"The past is never dead, it's not even past."
“The past is never dead, it’s not even past.”
–William Faulkner
It’s shocking that January sneaked up as quickly as
it did, much less that it’s over. January,
the betwixt-land, the portal, is named for Janus, the Roman god with two faces,
one looking ahead to the future, the other behind to the past. Perhaps more than any other time, it simultaneously
conjures nostalgia and great expectations.
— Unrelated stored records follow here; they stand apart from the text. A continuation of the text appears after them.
//! Process-wide budget ledger, keyed by (provider, org).
//!
//! Debits happen before any provider is contacted; a call that would
//! exceed its account fails fast with no network traffic. Accounts not
//! present in the ledger are unlimited.

use std::sync::Mutex;

use miette::Diagnostic;
use rustc_hash::FxHashMap;
use thiserror::Error;

use super::contract::BudgetHint;

/// Raised when a pre-call debit would overdraw the account.
#[derive(Debug, Error, Diagnostic)]
pub enum BudgetError {
    #[error("budget exhausted for provider {provider:?}, org {org:?}")]
    #[diagnostic(
        code(modforge::gateway::budget_exhausted),
        help("No provider was contacted; raise the account limits or stop submitting jobs.")
    )]
    Exhausted { provider: String, org: String },
}

/// Remaining allowance for one (provider, org) account.
#[derive(Debug, Clone, Copy, PartialEq, Eq)]
pub struct BudgetAccount {
    pub tokens: u64,
    pub cost_microcents: u64,
    pub wall_ms: u64,
}

impl BudgetAccount {
    fn covers(&self, hint: &BudgetHint) -> bool {
        self.tokens >= hint.tokens
            && self.cost_microcents >= hint.cost_microcents
            && self.wall_ms >= hint.wall_ms
    }

    fn debit(&mut self, hint: &BudgetHint) {
        self.tokens -= hint.tokens;
        self.cost_microcents -= hint.cost_microcents;
        self.wall_ms -= hint.wall_ms;
    }
}

/// Shared ledger guarded by a mutex; the critical section is a map
/// lookup plus subtraction, never I/O.
#[derive(Debug, Default)]
pub struct BudgetLedger {
    accounts: Mutex<FxHashMap<(String, String), BudgetAccount>>,
}

impl BudgetLedger {
    /// A ledger with no accounts: every debit succeeds.
    #[must_use]
    pub fn unlimited() -> Self {
        Self::default()
    }

    /// Set (or replace) the account for a (provider, org) pair.
    pub fn set_account(&self, provider: &str, org: &str, account: BudgetAccount) {
        self.accounts
            .lock()
            .expect("budget ledger poisoned")
            .insert((provider.to_string(), org.to_string()), account);
    }

    /// Debit the account before a call. All-or-nothing: either every
    /// dimension is debited or the call is refused.
    pub fn try_debit(
        &self,
        provider: &str,
        org: &str,
        hint: &BudgetHint,
    ) -> Result<(), BudgetError> {
        let mut accounts = self.accounts.lock().expect("budget ledger poisoned");
        let key = (provider.to_string(), org.to_string());
        match accounts.get_mut(&key) {
            None => Ok(()),
            Some(account) if account.covers(hint) => {
                account.debit(hint);
                Ok(())
            }
            Some(_) => Err(BudgetError::Exhausted {
                provider: provider.to_string(),
                org: org.to_string(),
            }),
        }
    }

    /// Remaining allowance, if the account is tracked.
    #[must_use]
    pub fn remaining(&self, provider: &str, org: &str) -> Option<BudgetAccount> {
        self.accounts
            .lock()
            .expect("budget ledger poisoned")
            .get(&(provider.to_string(), org.to_string()))
            .copied()
    }
}

#[cfg(test)]
mod tests {
    use super::*;

    fn hint(tokens: u64) -> BudgetHint {
        BudgetHint {
            tokens,
            cost_microcents: 0,
            wall_ms: 0,
        }
    }

    #[test]
    fn untracked_accounts_are_unlimited() {
        let ledger = BudgetLedger::unlimited();
        ledger.try_debit("primary", "acme", &hint(1_000_000)).unwrap();
    }

    #[test]
    fn debit_is_all_or_nothing() {
        let ledger = BudgetLedger::unlimited();
        ledger.set_account(
            "primary",
            "acme",
            BudgetAccount {
                tokens: 100,
                cost_microcents: 100,
                wall_ms: 100,
            },
        );
        ledger.try_debit("primary", "acme", &hint(60)).unwrap();
        assert!(ledger.try_debit("primary", "acme", &hint(60)).is_err());
        // The failed debit consumed nothing.
        assert_eq!(ledger.remaining("primary", "acme").unwrap().tokens, 40);
        ledger.try_debit("primary", "acme", &hint(40)).unwrap();
    }

    #[test]
    fn accounts_are_keyed_by_provider_and_org() {
        let ledger = BudgetLedger::unlimited();
        ledger.set_account(
            "primary",
            "acme",
            BudgetAccount {
                tokens: 0,
                cost_microcents: 0,
                wall_ms: 0,
            },
        );
        assert!(ledger.try_debit("primary", "acme", &hint(1)).is_err());
        ledger.try_debit("primary", "globex", &hint(1)).unwrap();
        ledger.try_debit("fallback", "acme", &hint(1)).unwrap();
    }
}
Hunting season is always a sort of “January” for
me. I’m always reminded of seasons past
and memorable (or even mundane) hunts. A
certain flash of a wing, a hunting horn echoing across a cypress bottom, the
silent flicker of a white tail always roots up some buried memory. But hunting is also oddly marked by the
tension between being completely submersed in-the-moment yet tingling with the anticipation
for what excitement lays ahead—the tranquility of nature violently rent by the
flash of a muzzle.
The older I get, the more I understand the sporting
life not as something that transcends time, rather the binding that straps time
together, gives it shape, makes it more human and less machine (“Clocks slay
time,” as Quentin Compson observes in The
Sound and the Fury.) Passing from
one hunting season to the next (even those seemingly interminable days in
between), and on and on, reminds us that despite our own individual
transitoriness, by merely participating we leave our own indelible stitch on a
magnificent tapestry that began the moment it dawned on Ogg that he could hurl
a sharpened stick at a woolly mammoth and won’t be finished (I certainly hope!)
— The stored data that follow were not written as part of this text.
impl BuildService {
    #[must_use]
    pub fn builder() -> BuildServiceBuilder {
        BuildServiceBuilder::default()
    }

    /// Submit a build request. Returns immediately with the job id;
    /// two requests with the same idempotency key share one job.
    #[instrument(skip(self, request), fields(module = %request.module_id), err)]
    pub fn submit(&self, request: BuildRequest) -> Result<JobId, IntakeError> {
        let module: ModuleId = request.module_id.parse()?;
        let profile = self
            .inner
            .profiles
            .get(&request.policy_profile)
            .map_err(|_| IntakeError::PolicyProfileUnknown {
                name: request.policy_profile.clone(),
            })?;

        if let Some(quota) = &self.inner.quota {
            if !quota(&request) {
                return Err(IntakeError::QuotaExceeded);
            }
        }

        // Idempotency and admission decided atomically: the second
        // submit with an equal key observes the first job.
        let (job_id, cancel) = {
            let mut idempotency = self.inner.idempotency.lock().expect("idempotency lock");
            if let Some(existing) = idempotency.get(&request.idempotency_key) {
                return Ok(*existing);
            }

            // Bounded intake: reject, never buffer.
            let active = self.inner.active.load(Ordering::SeqCst);
            if active >= self.inner.capacity {
                return Err(IntakeError::QueueFull {
                    capacity: self.inner.capacity,
                });
            }
            self.inner.active.fetch_add(1, Ordering::SeqCst);

            let job_id = JobId::new();
            let cancel = CancellationToken::new();
            let (done_tx, _done_rx) = watch::channel(None);
            self.inner.jobs.lock().expect("jobs lock").insert(
                job_id,
                JobEntry {
                    stage: BuildStage::Init,
                    attempt: 0,
                    terminal: None,
                    cancel: cancel.clone(),
                    done_tx,
                },
            );
            idempotency.insert(request.idempotency_key.clone(), job_id);
            (job_id, cancel)
        };

        let max_attempts = request
            .max_repair_attempts
            .unwrap_or(profile.max_repair_attempts)
            .max(1);
        let ctx = JobContext {
            job_id,
            module,
            intent: request.intent,
            profile,
            correlation: CorrelationId::new(),
            cancel,
            max_attempts,
        };
        let inner = Arc::clone(&self.inner);
        tokio::spawn(async move {
            drive_job(inner, ctx).await;
        });

        Ok(job_id)
    }

    /// Current stage, attempt count, and terminal outcome if present.
    #[must_use]
    pub fn status(&self, job_id: JobId) -> Option<JobStatus> {
        self.inner
            .jobs
            .lock()
            .expect("jobs lock")
            .get(&job_id)
            .map(|entry| JobStatus {
                job_id,
                stage: entry.stage.to_string(),
                attempt: entry.attempt,
                terminal: entry.terminal.clone(),
            })
    }

    /// Fire the job's cancellation token. Returns false for unknown
    /// jobs.
    pub fn cancel(&self, job_id: JobId) -> bool {
        match self.inner.jobs.lock().expect("jobs lock").get(&job_id) {
            Some(entry) => {
                entry.cancel.cancel();
                true
            }
            None => false,
        }
    }

    /// Wait for the job's terminal state.
    pub async fn wait(&self, job_id: JobId) -> Option<BuildStatus> {
        let mut rx = {
            let jobs = self.inner.jobs.lock().expect("jobs lock");
            let entry = jobs.get(&job_id)?;
            if let Some(status) = &entry.terminal {
                return Some(status.clone());
            }
            entry.done_tx.subscribe()
        };
        match rx.wait_for(|status| status.is_some()).await {
            Ok(status) => status.clone(),
            Err(_) => self.status(job_id).and_then(|s| s.terminal),
        }
    }
}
until mankind, in his bumbling addiction for efficiency, has managed to chop
down the last tree or pave over the last field.
I shoot doves on a plantation on Wadmalaw Island,
just outside Charleston, with a company of excellent gentlemen. My father goes as my guest whenever he and
Mother are visiting from Alabama during the season, which they were on the
second Saturday of this new year. This
time was different for a very significant reason: my eldest son, Henry, who is
four, sat in the field with us for the first time. It was almost surreal having three generations
of Hunter boys out in the field together, a moment I've dreamed about since I
was old enough to entertain the thought of having a son of my own. Best part was that Henry absolutely loved it (despite his DNA, I could never
be quite sure until the moment the first shots were fired)--I mean, every minute
and every aspect of it. He even
"shot" a dove himself (actually Daddy shot it but gave Henry credit)
with his cap gun, and Tilly, my eight-year-old Brittany and constant hunting
companion, made a picture-perfect retrieve and Henry got blood on his hands and
jacket (which he refused to let me wash off). He even had the grace of a true sportsman to
assure me, “Don’t worry, Daddy, you’ll shoot better next time.”
So afterwards we gathered back at Black Betty, my
old battle-scarred Bronco, who at the end of each season I wonder if it will be
her last. Towards the end of the shoot,
a front had rushed in from the west, accompanied by plummeting temperatures, so
I poured Daddy and me a stiff bourbon and Henry a splash of apple juice. Now, I had right on the tip of my tongue this
toast that I'd recited in my head for years for just this moment when it finally
arrived, and I'll be if before I could get my mouth opened Henry pipes up,
"Here's to us Hunter men! We're HUNTERS!" I managed to join him and Daddy in raising my
glass moments before my shock from what just occurred caused me to spill my
drink all over the tailgate. Out of the
mouths of babes.
When at last I buckled Henry into his seat he burst
into tears. I asked, "What's
wrong?" and he replied, "Daddy, I don't want to leave." After plying our way back across the muddy
fields and through the wood, we pulled onto the hardtop and were crossing the
bridge onto Johns Island. The sunset off
to the west over Bohickett Creek held us spellbound until Henry sagely observed,
"Isn't that splendid!" That's
Henry—four going on forty. And I know
he’s hooked. “We’re Hunters.” Always have been, always will be, I reckon,
full of nostalgia and expectation and the ability to fully appreciate both.

Bryan Hunter
Contributing Blogger for Wm Lamb & Son
Writer, Father, Hunter, Friend


Comments
Wonderful writing Bryan. Hunting is such a great way to spend time with family
Bryan reminds us of our Southern sporting roots in an elegant and manly manner. Family, faith and the field; we delight in the good words of a true believer. Our South, like a Faulkner character many may remember, will endure — especially if Mr. Hunter continues to pen such lovely prose.